* **PROBLEM REQUIREMENTS**
Beginning with the first line, transcribe the entries below exactly through the line containing "least 2 knots", inclusive.

::::::

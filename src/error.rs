use thiserror::Error;

/// Errors from fitting or evaluating a spline.
#[derive(Clone, Copy, Debug, PartialEq, Eq, Error)]
pub enum SplineError {
    /// Two consecutive knots share an x value, so the bracket has zero width.
    #[error("Bad xa input to routine splint: knots {index} and {next} have the same x", next = .index + 1)]
    DuplicateAbscissa { index: usize },

    #[error("Length mismatch")]
    LengthMismatch,

    #[error("At least 2 knots are required, got {n}")]
    TooFewKnots { n: usize },
}
//! Wire types and errors for the generation runtime.

use reqwest::StatusCode;
use serde::{Deserialize, Serialize};
use thiserror::Error;

/// Sampling parameters for one generation request
#[derive(Debug, Clone, PartialEq, Serialize)]
pub struct SamplingParams {
    pub max_new_tokens: u32,
    pub temperature: f32,
    #[serde(skip_serializing_if = "Vec::is_empty")]
    pub stop: Vec<String>,
    #[serde(skip_serializing_if = "Option::is_none")]
    pub regex: Option<String>,
}

/// One generation request: the prompt text so far plus its constraints.
#[derive(Debug, Clone, PartialEq, Serialize)]
pub struct GenerateRequest {
    pub text: String,
    pub sampling_params: SamplingParams,
}

/// Generate response body
#[derive(Debug, Deserialize)]
pub struct GenerateResponse {
    pub text: String,
    #[serde(default)]
    pub meta_info: Option<serde_json::Value>,
}

/// Model info reported by the runtime
#[derive(Debug, Clone, Deserialize)]
pub struct ModelInfo {
    #[serde(default)]
    pub model_path: Option<String>,
    #[serde(default)]
    pub is_generation: Option<bool>,
}

/// Errors talking to the generation runtime.
#[derive(Debug, Error)]
pub enum BackendError {
    #[error("request to {url} failed after {attempts} attempt(s): {source}")]
    Transport {
        url: String,
        attempts: usize,
        #[source]
        source: reqwest::Error,
    },

    #[error("backend returned HTTP {status}: {body}")]
    Status { status: u16, body: String },

    #[error("failed to read backend response: {0}")]
    Body(#[source] reqwest::Error),

    #[error("failed to parse backend response: {0}")]
    Decode(#[from] serde_json::Error),

    #[error("invalid backend URL: {0}")]
    Url(#[from] url::ParseError),
}

impl BackendError {
    pub fn from_status(status: StatusCode, body: String) -> Self {
        let body = if body.trim().is_empty() {
            status
                .canonical_reason()
                .unwrap_or("Unknown error")
                .to_string()
        } else {
            body
        };
        BackendError::Status {
            status: status.as_u16(),
            body,
        }
    }
}

pub(super) fn is_retriable_status(status: StatusCode) -> bool {
    matches!(
        status,
        StatusCode::REQUEST_TIMEOUT
            | StatusCode::TOO_MANY_REQUESTS
            | StatusCode::INTERNAL_SERVER_ERROR
            | StatusCode::BAD_GATEWAY
            | StatusCode::SERVICE_UNAVAILABLE
            | StatusCode::GATEWAY_TIMEOUT
    )
}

::::::

* **ANSWER BELOW**
filename src/error.rs
use thiserror::Error;

/// Errors from fitting or evaluating a spline.
#[derive(Clone, Copy, Debug, PartialEq, Eq, Error)]
pub enum SplineError {
    /// Two consecutive knots share an x value, so the bracket has zero width.
    #[error("Bad xa input to routine splint: knots {index} and {next} have the same x", next = .index + 1)]
    DuplicateAbscissa { index: usize },

    #[error("Length mismatch")]
    LengthMismatch,

    #[error("At least 2 knots are required, got {n}")]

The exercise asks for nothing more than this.